André Petry
"Alguém com uma carreira artística há quarenta anos, e um sucesso inigualável,deveria ter ao menos noção da relevância da liberdade de expressão. E Roberto Carlos parece que não entendeu nada"
A cena é repulsiva: o caminhão parou diante do depósito da editora e recolheu 670 caixas, cada uma delas com dezesseis exemplares do livro. Carregando 10.700 exemplares, dirigiu-se para um depósito em Santo André. Ali, os livros poderão ter dois destinos: ou serão reciclados, rendendo cerca de 2,5 toneladas de papel, ou queimados numa fogueira.
Eis, em resumo, o desfecho do caso envolvendo o livro Roberto Carlos em Detalhes, escrito pelo historiador Paulo Cesar Araújo, que foi censurado como resultado do acordo judicial mais escandaloso e esdrúxulo de que se tem notícia. É inacreditável que num país livre, em plena vigência do estado de direito democrático, com uma Constituição que assegura a liberdade de expressão, tenhamos uma fogueira queimando milhares de livros. É grotesco e vergonhoso.
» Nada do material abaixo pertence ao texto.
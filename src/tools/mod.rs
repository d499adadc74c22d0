//! Tool System module.
//!
//! This module defines the `ToolInvoker` trait and the `ToolRegistry`
//! that together describe what the LLM may call and how calls reach the
//! tool server.
//!
//! Key concepts:
//! - **ToolInvoker**: the capability to run a named tool with a JSON object
//!   of arguments. The agent only knows this trait; the MCP client is the
//!   production implementation.
//! - **ToolRegistry**: the descriptors discovered at startup, indexed by
//!   name, with each tool's input schema compiled once so that arguments
//!   can be checked before anything goes over the wire.

use std::collections::HashMap;
use std::sync::Arc;

use async_trait::async_trait;
use jsonschema::JSONSchema;
use serde_json::{Map, Value};
use tracing::warn;

use crate::error::{ArgumentError, InvokeError};
use crate::types::{ToolDescriptor, ToolOutput};

/// Something that can execute tools by name.
///
/// Implementations must be safe to call repeatedly; the agent assumes no
/// state is carried between calls.
#[async_trait]
pub trait ToolInvoker: Send + Sync {
    async fn invoke(
        &self,
        name: &str,
        arguments: &Map<String, Value>,
    ) -> Result<ToolOutput, InvokeError>;
}

#[async_trait]
impl<T: ToolInvoker + ?Sized> ToolInvoker for Arc<T> {
    async fn invoke(
        &self,
        name: &str,
        arguments: &Map<String, Value>,
    ) -> Result<ToolOutput, InvokeError> {
        (**self).invoke(name, arguments).await
    }
}

/// Immutable set of tools available for one session.
pub struct ToolRegistry {
    tools: Vec<ToolDescriptor>,
    index: HashMap<String, usize>,
    /// Compiled input schemas; tools whose schema did not compile are
    /// only checked for being a JSON object
    validators: HashMap<String, JSONSchema>,
}

impl ToolRegistry {
    /// Build the registry from discovered descriptors.
    ///
    /// Later duplicates of a name are dropped.
    pub fn new(descriptors: Vec<ToolDescriptor>) -> Self {
        let mut tools = Vec::with_capacity(descriptors.len());
        let mut index = HashMap::new();
        let mut validators = HashMap::new();

        for descriptor in descriptors {
            if index.contains_key(&descriptor.name) {
                warn!(tool = %descriptor.name, "duplicate tool name, keeping the first");
                continue;
            }
            match JSONSchema::compile(&descriptor.input_schema) {
                Ok(schema) => {
                    validators.insert(descriptor.name.clone(), schema);
                }
                Err(e) => {
                    warn!(tool = %descriptor.name, error = %e, "input schema does not compile");
                }
            }
            index.insert(descriptor.name.clone(), tools.len());
            tools.push(descriptor);
        }

        Self {
            tools,
            index,
            validators,
        }
    }

    /// All descriptors, in discovery order (for sending to the LLM).
    pub fn list(&self) -> &[ToolDescriptor] {
        &self.tools
    }

    pub fn get(&self, name: &str) -> Option<&ToolDescriptor> {
        self.index.get(name).map(|&i| &self.tools[i])
    }

    pub fn names(&self) -> impl Iterator<Item = &str> {
        self.tools.iter().map(|t| t.name.as_str())
    }

    pub fn len(&self) -> usize {
        self.tools.len()
    }

    pub fn is_empty(&self) -> bool {
        self.tools.is_empty()
    }

    /// Parse a tool call's raw arguments and check them against the tool's
    /// input schema.
    pub fn validate(&self, name: &str, raw_arguments: &str) -> Result<Map<String, Value>, ArgumentError> {
        if !self.index.contains_key(name) {
            return Err(ArgumentError::UnknownTool(name.to_string()));
        }

        // Some models send an empty string for tools without parameters.
        let raw = if raw_arguments.trim().is_empty() {
            "{}"
        } else {
            raw_arguments
        };
        let value: Value =
            serde_json::from_str(raw).map_err(|e| ArgumentError::Malformed(e.to_string()))?;

        if let Some(schema) = self.validators.get(name) {
            if let Err(errors) = schema.validate(&value) {
                let reasons: Vec<String> = errors.map(|e| e.to_string()).collect();
                return Err(ArgumentError::SchemaViolation(reasons));
            }
        }

        match value {
            Value::Object(map) => Ok(map),
            other => Err(ArgumentError::NotAnObject(json_kind(&other))),
        }
    }
}

fn json_kind(value: &Value) -> &'static str {
    match value {
        Value::Null => "null",
        Value::Bool(_) => "a boolean",
        Value::Number(_) => "a number",
        Value::String(_) => "a string",
        Value::Array(_) => "an array",
        Value::Object(_) => "an object",
    }
}
//! MCP (Model Context Protocol) client.
//!
//! The tool server is reached over MCP's streamable HTTP transport: every
//! JSON-RPC message is POSTed to a single endpoint, and the server answers
//! either with a plain JSON body or with a short SSE stream carrying the
//! response.

pub mod client;

use serde::{Deserialize, Serialize};
use serde_json::Value;

use crate::types::ToolDescriptor;

pub use client::McpClient;

/// Protocol revision sent in `initialize`.
pub const PROTOCOL_VERSION: &str = "2025-03-26";

/// Header carrying the server-assigned session id.
pub const SESSION_HEADER: &str = "mcp-session-id";

/// JSON-RPC request (or notification when `id` is `None`).
#[derive(Debug, Clone, Serialize, Deserialize, PartialEq)]
pub struct JsonRpcRequest {
    pub jsonrpc: String,
    #[serde(skip_serializing_if = "Option::is_none")]
    pub id: Option<u64>,
    pub method: String,
    #[serde(skip_serializing_if = "Option::is_none")]
    pub params: Option<Value>,
}

impl JsonRpcRequest {
    pub fn new(id: u64, method: &str, params: Option<Value>) -> Self {
        Self {
            jsonrpc: "2.0".to_string(),
            id: Some(id),
            method: method.to_string(),
            params,
        }
    }

    pub fn notification(method: &str) -> Self {
        Self {
            jsonrpc: "2.0".to_string(),
            id: None,
            method: method.to_string(),
            params: None,
        }
    }
}

/// JSON-RPC response.
#[derive(Debug, Clone, Serialize, Deserialize)]
pub struct JsonRpcResponse {
    #[serde(default)]
    pub id: Option<Value>,
    #[serde(default)]
    pub result: Option<Value>,
    #[serde(default)]
    pub error: Option<JsonRpcError>,
}

#[derive(Debug, Clone, Serialize, Deserialize)]
pub struct JsonRpcError {
    pub code: i64,
    pub message: String,
    #[serde(default, skip_serializing_if = "Option::is_none")]
    pub data: Option<Value>,
}

/// `tools/list` result page.
#[derive(Debug, Clone, Deserialize)]
pub struct ListToolsResult {
    #[serde(default)]
    pub tools: Vec<ToolDescriptor>,
    #[serde(default, rename = "nextCursor")]
    pub next_cursor: Option<String>,
}

/// `tools/call` result.
#[derive(Debug, Clone, Deserialize)]
pub struct CallToolResult {
    #[serde(default)]
    pub content: Vec<Value>,
    #[serde(default, rename = "isError")]
    pub is_error: bool,
}

impl CallToolResult {
    /// Text of all text chunks, used as the message when `is_error` is set.
    pub fn error_text(&self) -> String {
        let text: Vec<&str> = self
            .content
            .iter()
            .filter_map(|c| c.get("text").and_then(Value::as_str))
            .collect();
        if text.is_empty() {
            "tool returned isError without a message".to_string()
        } else {
            text.join("\n")
        }
    }
}

/// Pull the JSON-RPC messages out of an SSE body.
///
/// Events may span several `data:` lines, which are joined with `\n`
/// before parsing. Events that are not JSON are ignored.
pub fn parse_sse_messages(body: &str) -> Vec<Value> {
    let mut messages = Vec::new();
    let mut data = String::new();

    for line in body.lines().map(|l| l.trim_end_matches('\r')) {
        if line.is_empty() {
            flush_event(&mut data, &mut messages);
            continue;
        }
        if let Some(rest) = line.strip_prefix("data:") {
            if !data.is_empty() {
                data.push('\n');
            }
            data.push_str(rest.strip_prefix(' ').unwrap_or(rest));
        }
    }
    flush_event(&mut data, &mut messages);
    messages
}

/// Accumulates raw SSE bytes and hands out complete events.
///
/// Bytes are decoded only once an event is complete, so a multi-byte
/// character split across network chunks arrives intact.
#[derive(Debug, Default)]
pub struct SseBuffer {
    bytes: Vec<u8>,
}

impl SseBuffer {
    /// Add a chunk and return every event it completes.
    pub fn push(&mut self, chunk: &[u8]) -> Vec<String> {
        // CR only ever appears in line terminators; JSON escapes it in data.
        self.bytes.extend(chunk.iter().copied().filter(|&b| b != b'\r'));

        let mut events = Vec::new();
        while let Some(end) = self.bytes.windows(2).position(|w| w == b"\n\n") {
            let event: Vec<u8> = self.bytes.drain(..end + 2).collect();
            events.push(String::from_utf8_lossy(&event).into_owned());
        }
        events
    }

    /// Whatever is left once the stream ends.
    pub fn finish(self) -> String {
        String::from_utf8_lossy(&self.bytes).into_owned()
    }
}

fn flush_event(data: &mut String, out: &mut Vec<Value>) {
    if data.is_empty() {
        return;
    }
    if let Ok(value) = serde_json::from_str::<Value>(data) {
        out.push(value);
    }
    data.clear();
}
A grande fogueira, no entanto, vai queimar mais do que livros. Vai queimar a biografia mesma de Roberto Carlos e, junto com ela, o respeito que alguns milhares de fãs têm pelo rei – e que se incinerou com sua iniciativa intolerante e burra. É intolerante porque não há nada, nas 504 páginas do livro, que possa ser considerado uma invasão de privacidade em se tratando de uma personalidade pública – cuja privacidade, obviamente, é mais restrita do que a de um cidadão comum. É intolerante porque o rei não se contentou em retirar do livro trechos supostamente ofensivos (veja reportagem na página 120). Não, ele quis censurar o livro todo, todas as 504 páginas, todos os quinze capítulos, tudo. E, por fim, é uma iniciativa burra porque alguém com uma carreira artística há quarenta anos, e um sucesso inigualável, deveria ter ao menos uma noção da relevância da liberdade de expressão – a sua, a dos outros, a de todos. E Roberto Carlos parece que não entendeu nada. Sua estupidez não lhe deixa ver que a violação à liberdade de expressão começa proibindo que se diga algo e, como ensina a história das tiranias, termina exigindo que se diga outro algo. Já pensou exigir que Roberto Carlos grave Se Eu Quiser Falar com Deus, a belíssima canção de Gilberto Gil da qual ele não gosta nem de chegar perto?
A fogueira vai queimar também os dedos da Justiça, na pessoa do juiz Tércio Pires, que, mesmo sem identificar calúnia, mentira ou difamação no livro, abençoou o acordo e assassinou a liberdade de expressão. O estarrecedor é que a censura não decorreu de um ato autoritário, costurado às escondidas da Justiça. Foi selado dentro de um tribunal! Na presença de um juiz! E promotor! Será que um juiz pode promover um acordo que fere um direito constitucional? Criamos a censura legal? A ditadura judiciária?
A burrice de Roberto Carlos e a indigência da Justiça, associadas à covardia da editora Planeta, que deveria ter insistido para fazer soar sua sílaba, são reflexos dos tempos ameaçadores que vivemos. Uma hora são os pequenos ditadores religiosos querendo, autoritariamente, impedir a realização de um debate sobre o aborto. Outra hora são os petistas, do fundo de sua alma totalitária, propondo formas de controlar o noticiário da imprensa em época de eleição.
E, agora, essa. O rei é intolerante e burro. A justiça é indigente. E a vítima somos todos nós.